*** Block opens ***

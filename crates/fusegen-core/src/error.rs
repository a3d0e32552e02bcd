//! Error types for fusegen-core
//!
//! This module provides a no_std compatible error type shared by the
//! encoder, the decoder and the text parsers.

use core::fmt;

use crate::fuse::FuseByte;

/// Option whose value could not be resolved
#[derive(Debug, Clone, Copy, PartialEq, Eq, Hash)]
pub enum FuseOption {
    /// Brown-out detector trip level (BODLEVEL)
    BrownOutLevel,
    /// Clock source and start-up time (CKSEL/SUT)
    ClockSelect,
}

impl fmt::Display for FuseOption {
    fn fmt(&self, f: &mut fmt::Formatter<'_>) -> fmt::Result {
        match self {
            Self::BrownOutLevel => write!(f, "brown-out level"),
            Self::ClockSelect => write!(f, "clock select"),
        }
    }
}

/// Details about a fuse triple string that could not be parsed
#[derive(Debug, Clone, Copy, PartialEq, Eq)]
pub enum MalformedInput {
    /// Fewer than three comma-separated fields
    MissingField {
        /// The first fuse without a value
        fuse: FuseByte,
    },
    /// More than three comma-separated fields
    TrailingField,
    /// A field is not a hexadecimal byte
    InvalidHex {
        /// The fuse whose field failed to parse
        fuse: FuseByte,
    },
}

impl fmt::Display for MalformedInput {
    fn fmt(&self, f: &mut fmt::Formatter<'_>) -> fmt::Result {
        match self {
            Self::MissingField { fuse } => write!(f, "missing value for {}", fuse),
            Self::TrailingField => write!(f, "expected exactly three fuse values"),
            Self::InvalidHex { fuse } => write!(f, "invalid hex byte for {}", fuse),
        }
    }
}

/// Core error type - no_std compatible, Copy for efficiency
#[derive(Debug, Clone, Copy, PartialEq, Eq)]
pub enum Error {
    /// An option holds a value, token or bit pattern with no table entry
    UnrecognizedValue(FuseOption),
    /// A textual fuse triple is not of the form `lfuse,hfuse,efuse`
    MalformedInput(MalformedInput),
}

impl fmt::Display for Error {
    fn fmt(&self, f: &mut fmt::Formatter<'_>) -> fmt::Result {
        match self {
            Self::UnrecognizedValue(option) => write!(f, "unrecognized {} value", option),
            Self::MalformedInput(input) => write!(f, "malformed fuse triple: {}", input),
        }
    }
}

#[cfg(feature = "std")]
impl std::error::Error for Error {}

/// Result type alias using the core Error type
pub type Result<T> = core::result::Result<T, Error>;
//! Fuse triple types

use core::fmt;
use core::str::FromStr;

use super::bits::{ExtendedFuse, HighFuse, LowFuse};
use crate::config::Configuration;
use crate::error::{Error, MalformedInput, Result};

/// One of the three fuse bytes
#[derive(Debug, Clone, Copy, PartialEq, Eq, Hash)]
pub enum FuseByte {
    /// Low fuse (clock selection, CKOUT, CKDIV8)
    Low,
    /// High fuse (reset, debugWIRE, SPI, watchdog, EEPROM, BODLEVEL copy)
    High,
    /// Extended fuse (clock failure detection, BODLEVEL)
    Extended,
}

impl FuseByte {
    /// All fuse bytes in triple order
    pub const ALL: [FuseByte; 3] = [FuseByte::Low, FuseByte::High, FuseByte::Extended];

    /// Name used by programming tools (`lfuse`, `hfuse`, `efuse`)
    pub const fn name(&self) -> &'static str {
        match self {
            Self::Low => "lfuse",
            Self::High => "hfuse",
            Self::Extended => "efuse",
        }
    }
}

impl fmt::Display for FuseByte {
    fn fmt(&self, f: &mut fmt::Formatter<'_>) -> fmt::Result {
        f.write_str(self.name())
    }
}

/// The three fuse bytes of the device
///
/// This is a plain value; nothing here reads or writes hardware.
#[derive(Debug, Clone, Copy, PartialEq, Eq, Hash)]
pub struct FuseBytes {
    /// Low fuse byte
    pub lfuse: u8,
    /// High fuse byte
    pub hfuse: u8,
    /// Extended fuse byte
    pub efuse: u8,
}

impl Default for FuseBytes {
    fn default() -> Self {
        Self::DEFAULT
    }
}

impl FuseBytes {
    /// Factory default fuses, also produced by an all-default [`Configuration`]
    pub const DEFAULT: FuseBytes = FuseBytes::new(0x62, 0xDF, 0xF7);

    /// Create a fuse triple
    pub const fn new(lfuse: u8, hfuse: u8, efuse: u8) -> Self {
        Self {
            lfuse,
            hfuse,
            efuse,
        }
    }

    /// Get the raw value of one fuse byte
    pub const fn get(&self, fuse: FuseByte) -> u8 {
        match fuse {
            FuseByte::Low => self.lfuse,
            FuseByte::High => self.hfuse,
            FuseByte::Extended => self.efuse,
        }
    }

    /// Low fuse as bit flags
    pub const fn low(&self) -> LowFuse {
        LowFuse::from_bits_retain(self.lfuse)
    }

    /// High fuse as bit flags
    pub const fn high(&self) -> HighFuse {
        HighFuse::from_bits_retain(self.hfuse)
    }

    /// Extended fuse as bit flags
    pub const fn extended(&self) -> ExtendedFuse {
        ExtendedFuse::from_bits_retain(self.efuse)
    }

    /// The packed CKSEL/SUT field (low 6 bits of `lfuse`)
    pub const fn clock_select_bits(&self) -> u8 {
        self.lfuse & LowFuse::CKSEL_SUT.bits()
    }

    /// Decode into the configuration that produces these fuses
    ///
    /// See [`crate::decode::decode`].
    pub fn decode(&self) -> Result<Configuration> {
        crate::decode::decode(self)
    }
}

impl fmt::Display for FuseBytes {
    /// Formats as `lfuse hfuse efuse` in lowercase hex, e.g. `62 df f7`
    fn fmt(&self, f: &mut fmt::Formatter<'_>) -> fmt::Result {
        write!(f, "{:02x} {:02x} {:02x}", self.lfuse, self.hfuse, self.efuse)
    }
}

/// Parse one hex byte, with or without a `0x` prefix
fn parse_hex_u8(s: &str, fuse: FuseByte) -> Result<u8> {
    let s = s.trim();
    let digits = s
        .strip_prefix("0x")
        .or_else(|| s.strip_prefix("0X"))
        .unwrap_or(s);
    u8::from_str_radix(digits, 16).map_err(|_| Error::MalformedInput(MalformedInput::InvalidHex { fuse }))
}

impl FromStr for FuseBytes {
    type Err = Error;

    /// Parses `lfuse,hfuse,efuse`, e.g. `62,df,f7` or `0x62, 0xDF, 0xF7`
    fn from_str(s: &str) -> Result<Self> {
        let mut fields = s.split(',');
        let mut bytes = [0u8; 3];

        for (slot, fuse) in bytes.iter_mut().zip(FuseByte::ALL) {
            let field = fields
                .next()
                .ok_or(Error::MalformedInput(MalformedInput::MissingField { fuse }))?;
            *slot = parse_hex_u8(field, fuse)?;
        }

        if fields.next().is_some() {
            return Err(Error::MalformedInput(MalformedInput::TrailingField));
        }

        Ok(Self::new(bytes[0], bytes[1], bytes[2]))
    }
}
//! Error types for fusegen

use std::path::PathBuf;

use thiserror::Error;

/// Errors from profile loading and the fuse codec
#[derive(Debug, Error)]
pub enum FusegenError {
    /// Encoding, decoding or option parsing failed
    #[error(transparent)]
    Codec(#[from] fusegen_core::Error),

    /// Failed to read a profile file or directory
    #[error("Failed to read {path}: {source}")]
    Io {
        path: PathBuf,
        #[source]
        source: std::io::Error,
    },

    /// TOML profile file could not be parsed
    #[error("Failed to parse TOML profiles: {0}")]
    Toml(#[from] toml::de::Error),

    /// Profiles could not be written as TOML
    #[error("Failed to serialize profiles: {0}")]
    TomlSerialize(#[from] toml::ser::Error),

    /// RON profile file could not be parsed
    #[error("Failed to parse RON profiles: {0}")]
    Ron(#[from] ron::error::SpannedError),

    /// File extension is neither `.toml` nor `.ron`
    #[error("Unsupported profile file {0} (expected .toml or .ron)")]
    UnsupportedFormat(PathBuf),

    /// No profile with the requested name
    #[error("Unknown profile: {0}")]
    UnknownProfile(String),

    /// Two profiles share a name
    #[error("Duplicate profile name: {0}")]
    DuplicateProfile(String),

    /// Profile option failed to resolve
    #[error("Profile '{name}': {source}")]
    InvalidProfile {
        name: String,
        #[source]
        source: fusegen_core::Error,
    },
}

/// Result type for fusegen operations
pub type Result<T> = std::result::Result<T, FusegenError>;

*** Block closes ***

Above are the records; repeat exactly the lines from the one holding "Extended fuse as bit flags" down to the one holding "let mut fields = s.split(',');", end lines included.

#### [Solution to this task]
    /// Extended fuse as bit flags
    pub const fn extended(&self) -> ExtendedFuse {
        ExtendedFuse::from_bits_retain(self.efuse)
    }

    /// The packed CKSEL/SUT field (low 6 bits of `lfuse`)
    pub const fn clock_select_bits(&self) -> u8 {
        self.lfuse & LowFuse::CKSEL_SUT.bits()
    }

    /// Decode into the configuration that produces these fuses
    ///
    /// See [`crate::decode::decode`].
    pub fn decode(&self) -> Result<Configuration> {
        crate::decode::decode(self)
    }
}

impl fmt::Display for FuseBytes {
    /// Formats as `lfuse hfuse efuse` in lowercase hex, e.g. `62 df f7`
    fn fmt(&self, f: &mut fmt::Formatter<'_>) -> fmt::Result {
        write!(f, "{:02x} {:02x} {:02x}", self.lfuse, self.hfuse, self.efuse)
    }
}

/// Parse one hex byte, with or without a `0x` prefix
fn parse_hex_u8(s: &str, fuse: FuseByte) -> Result<u8> {
    let s = s.trim();
    let digits = s
        .strip_prefix("0x")
        .or_else(|| s.strip_prefix("0X"))
        .unwrap_or(s);
    u8::from_str_radix(digits, 16).map_err(|_| Error::MalformedInput(MalformedInput::InvalidHex { fuse }))
}

impl FromStr for FuseBytes {
    type Err = Error;

    /// Parses `lfuse,hfuse,efuse`, e.g. `62,df,f7` or `0x62, 0xDF, 0xF7`
    fn from_str(s: &str) -> Result<Self> {
        let mut fields = s.split(',');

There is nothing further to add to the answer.